Puppy potty training pads (also known as puppy pads or pee pads) are large, square, or rectangle sheets that absorb the urine. These are used to train the dogs to pee on them instead of the floor and the furniture.
- Should you use puppy pads to potty train your puppies?
- When to use puppy pee pads to potty train them?
- Supplies you’ll need to potty train a puppy on pads.
- How to choose a puppy pad?
- How to potty train a puppy on pads.
Should you use puppy pads to potty train your puppies?
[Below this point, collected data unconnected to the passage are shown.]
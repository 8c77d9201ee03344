//! Message types for publishing and for the JSON subscription stream.

use std::fmt;
use std::str::FromStr;

use serde::{Deserialize, Serialize};
use thiserror::Error;

/// Request header marking the body as a compact JWE envelope.
pub const ENCRYPTION_HEADER: &str = "Encryption";

/// Value of [`ENCRYPTION_HEADER`] for envelopes built by [`crate::jwe`].
pub const ENCRYPTION_JWE: &str = "jwe";

/// Stream event type.
#[derive(Debug, Clone, Default, PartialEq, Eq, Serialize, Deserialize)]
#[serde(from = "String", into = "String")]
pub enum Event {
    /// Subscription established.
    Open,
    /// Connection keepalive, carries no content.
    Keepalive,
    /// A published notification.
    #[default]
    Message,
    /// Server asks the client to poll (instant delivery relays).
    PollRequest,
    /// Event type this client does not know.
    Unknown(String),
}

impl From<String> for Event {
    fn from(s: String) -> Self {
        match s.as_str() {
            "open" => Self::Open,
            "keepalive" => Self::Keepalive,
            "message" => Self::Message,
            "poll_request" => Self::PollRequest,
            _ => Self::Unknown(s),
        }
    }
}

impl From<Event> for String {
    fn from(event: Event) -> Self {
        match event {
            Event::Open => "open".to_string(),
            Event::Keepalive => "keepalive".to_string(),
            Event::Message => "message".to_string(),
            Event::PollRequest => "poll_request".to_string(),
            Event::Unknown(s) => s,
        }
    }
}

/// Attachment metadata on a message.
#[derive(Debug, Clone, Default, PartialEq, Eq, Serialize, Deserialize)]
pub struct Attachment {
    /// File name.
    pub name: String,
    /// MIME type.
    #[serde(default, rename = "type", skip_serializing_if = "Option::is_none")]
    pub content_type: Option<String>,
    /// Size in bytes.
    #[serde(default, skip_serializing_if = "Option::is_none")]
    pub size: Option<i64>,
    /// Unix time the attachment expires.
    #[serde(default, skip_serializing_if = "Option::is_none")]
    pub expires: Option<i64>,
    /// Download URL.
    pub url: String,
}

/// One event from a topic, as returned by publish and the JSON stream.
#[derive(Debug, Clone, Default, PartialEq, Eq, Serialize, Deserialize)]
pub struct Message {
    /// Random message ID.
    #[serde(default)]
    pub id: String,
    /// Unix time in seconds.
    #[serde(default)]
    pub time: i64,
    /// Unix time the message expires from the server cache.
    #[serde(default, skip_serializing_if = "Option::is_none")]
    pub expires: Option<i64>,
    /// Event type.
    #[serde(default)]
    pub event: Event,
    /// Topic name (without host).
    #[serde(default)]
    pub topic: String,
    /// Notification title.
    #[serde(default, skip_serializing_if = "Option::is_none")]
    pub title: Option<String>,
    /// Message body. For encrypted messages this is the envelope.
    #[serde(default, skip_serializing_if = "Option::is_none")]
    pub message: Option<String>,
    /// Priority 1 (min) to 5 (max).
    #[serde(default, skip_serializing_if = "Option::is_none")]
    pub priority: Option<u8>,
    /// Tags / emoji shortcodes.
    #[serde(default, skip_serializing_if = "Vec::is_empty")]
    pub tags: Vec<String>,
    /// URL opened when the notification is tapped.
    #[serde(default, skip_serializing_if = "Option::is_none")]
    pub click: Option<String>,
    /// Notification icon URL.
    #[serde(default, skip_serializing_if = "Option::is_none")]
    pub icon: Option<String>,
    /// Attachment metadata.
    #[serde(default, skip_serializing_if = "Option::is_none")]
    pub attachment: Option<Attachment>,
    /// Empty for UTF-8, `base64` for binary bodies, `jwe` for envelopes.
    #[serde(default, skip_serializing_if = "Option::is_none")]
    pub encoding: Option<String>,
}

impl Message {
    /// Whether this is a notification (as opposed to open/keepalive).
    pub fn is_message(&self) -> bool {
        self.event == Event::Message
    }

    /// Whether the body is an encrypted envelope.
    pub fn is_encrypted(&self) -> bool {
        self.encoding.as_deref() == Some(ENCRYPTION_JWE)
    }
}

/// Message priority.
#[derive(Debug, Clone, Copy, PartialEq, Eq, PartialOrd, Ord)]
pub enum Priority {
    /// 1
    Min = 1,
    /// 2
    Low = 2,
    /// 3
    Default = 3,
    /// 4
    High = 4,
    /// 5, also spelled `urgent`.
    Max = 5,
}

/// Priority string was neither 1-5 nor a known name.
#[derive(Debug, Error)]
#[error("Invalid priority '{0}': expected 1-5, min, low, default, high, max or urgent")]
pub struct InvalidPriority(pub String);

impl Priority {
    /// Numeric level sent on the wire.
    pub fn level(self) -> u8 {
        self as u8
    }

    /// Priority from a numeric level.
    pub fn from_level(level: u8) -> Option<Self> {
        match level {
            1 => Some(Self::Min),
            2 => Some(Self::Low),
            3 => Some(Self::Default),
            4 => Some(Self::High),
            5 => Some(Self::Max),
            _ => None,
        }
    }
}

impl FromStr for Priority {
    type Err = InvalidPriority;

    fn from_str(s: &str) -> Result<Self, Self::Err> {
        match s.trim().to_lowercase().as_str() {
            "1" | "min" => Ok(Self::Min),
            "2" | "low" => Ok(Self::Low),
            "3" | "default" => Ok(Self::Default),
            "4" | "high" => Ok(Self::High),
            "5" | "max" | "urgent" => Ok(Self::Max),
            _ => Err(InvalidPriority(s.to_string())),
        }
    }
}

impl fmt::Display for Priority {
    fn fmt(&self, f: &mut fmt::Formatter<'_>) -> fmt::Result {
        write!(f, "{}", self.level())
    }
}

/// Optional metadata for a publish request, sent as HTTP headers.
#[derive(Debug, Clone, Default, PartialEq, Eq)]
pub struct PublishOptions {
    /// Notification title.
    pub title: Option<String>,
    /// Priority.
    pub priority: Option<Priority>,
    /// Tags / emoji shortcodes.
    pub tags: Vec<String>,
    /// URL to open on click.
    pub click: Option<String>,
    /// Scheduled delivery (`30m`, `tomorrow 10am`, unix time, ...).
    pub delay: Option<String>,
    /// Icon URL.
    pub icon: Option<String>,
    /// Attachment URL.
    pub attach: Option<String>,
    /// Attachment file name.
    pub filename: Option<String>,
    /// Forward to this e-mail address.
    pub email: Option<String>,
    /// Render the body as Markdown.
    pub markdown: bool,
    /// Do not cache the message server-side.
    pub no_cache: bool,
    /// Do not forward the message to Firebase.
    pub no_firebase: bool,
    /// Additional raw headers.
    pub extra_headers: Vec<(String, String)>,
}

impl PublishOptions {
    /// Options as `(header, value)` pairs, in a stable order.
    pub fn headers(&self) -> Vec<(String, String)> {
        let mut headers = Vec::new();
        let mut push = |name: &str, value: Option<String>| {
            if let Some(value) = value {
                headers.push((name.to_string(), value));
            }
        };

        push("Title", self.title.clone());
        push("Priority", self.priority.map(|p| p.to_string()));
        push("Tags", (!self.tags.is_empty()).then(|| self.tags.join(",")));
        push("Click", self.click.clone());
        push("Delay", self.delay.clone());
        push("Icon", self.icon.clone());
        push("Attach", self.attach.clone());
        push("Filename", self.filename.clone());
        push("Email", self.email.clone());
        push("Markdown", self.markdown.then(|| "yes".to_string()));
        push("Cache", self.no_cache.then(|| "no".to_string()));
        push("Firebase", self.no_firebase.then(|| "no".to_string()));

        headers.extend(self.extra_headers.iter().cloned());
        headers
    }

    /// Options that must stay readable by the server when the body is
    /// encrypted. Display metadata moves into [`MessagePayload`] instead.
    pub fn transport_only(&self) -> Self {
        Self {
            delay: self.delay.clone(),
            email: self.email.clone(),
            no_cache: self.no_cache,
            no_firebase: self.no_firebase,
            extra_headers: self.extra_headers.clone(),
            ..Self::default()
        }
    }
}

/// Filters for subscribe and poll, sent as query parameters.
#[derive(Debug, Clone, Default, PartialEq, Eq)]
pub struct SubscribeOptions {
    /// Return cached messages since a Unix time, a duration (`10m`), a
    /// message ID, or `all`.
    pub since: Option<String>,
    /// Also return scheduled messages that are not delivered yet.
    pub scheduled: bool,
}

impl SubscribeOptions {
    /// Options as `(param, value)` pairs.
    pub fn query(&self) -> Vec<(String, String)> {
        let mut query = Vec::new();
        if let Some(since) = &self.since {
            query.push(("since".to_string(), since.clone()));
        }
        if self.scheduled {
            query.push(("scheduled".to_string(), "1".to_string()));
        }
        query
    }
}

/// JSON plaintext of an encrypted message.
///
/// Title, tags and friends travel inside the envelope so the server never
/// sees them.
#[derive(Debug, Clone, Default, PartialEq, Eq, Serialize, Deserialize)]
pub struct MessagePayload {
    /// Message body.
    pub message: String,
    /// Notification title.
    #[serde(default, skip_serializing_if = "Option::is_none")]
    pub title: Option<String>,
    /// Priority 1-5.
    #[serde(default, skip_serializing_if = "Option::is_none")]
    pub priority: Option<u8>,
    /// Tags.
    #[serde(default, skip_serializing_if = "Vec::is_empty")]
    pub tags: Vec<String>,
    /// Click URL.
    #[serde(default, skip_serializing_if = "Option::is_none")]
    pub click: Option<String>,
    /// Icon URL.
    #[serde(default, skip_serializing_if = "Option::is_none")]
    pub icon: Option<String>,
}

impl MessagePayload {
    /// Payload for `message` carrying the display metadata of `options`.
    pub fn new(message: impl Into<String>, options: &PublishOptions) -> Self {
        Self {
            message: message.into(),
            title: options.title.clone(),
            priority: options.priority.map(Priority::level),
            tags: options.tags.clone(),
            click: options.click.clone(),
            icon: options.icon.clone(),
        }
    }
}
It is usually not recommended to potty train the puppies on pads because of their similarity with the carpets and rugs and unavailability of them when you’ll go outside, but sometimes using pee pads becomes an only option.
When to use puppy pee pads to potty train them?
There are certain situations when using puppy pads becomes an only option, like
- When you live in an apartment and your puppy can’t go outside to relieve himself.
- When you live in a place where the weather is extreme. It might not be difficult for the dog to go outside, but who will take him? (Read: Puppy potty training in bad weather – Snow, Rain & Cold)
- When no one is available to constantly look after the needs of the puppy.
- When you work full time and you will have to leave the puppy alone. (Read: Potty training a puppy while working full time)
- When the dog has arthritis or any other medical condition and you don’t want him to run a lot.
- When your dog is from a puppy mill and he is frightened to go out.
In these situations, these pads become inevitable.
So we’ve put up this article to help you with this. Make sure to read through the end.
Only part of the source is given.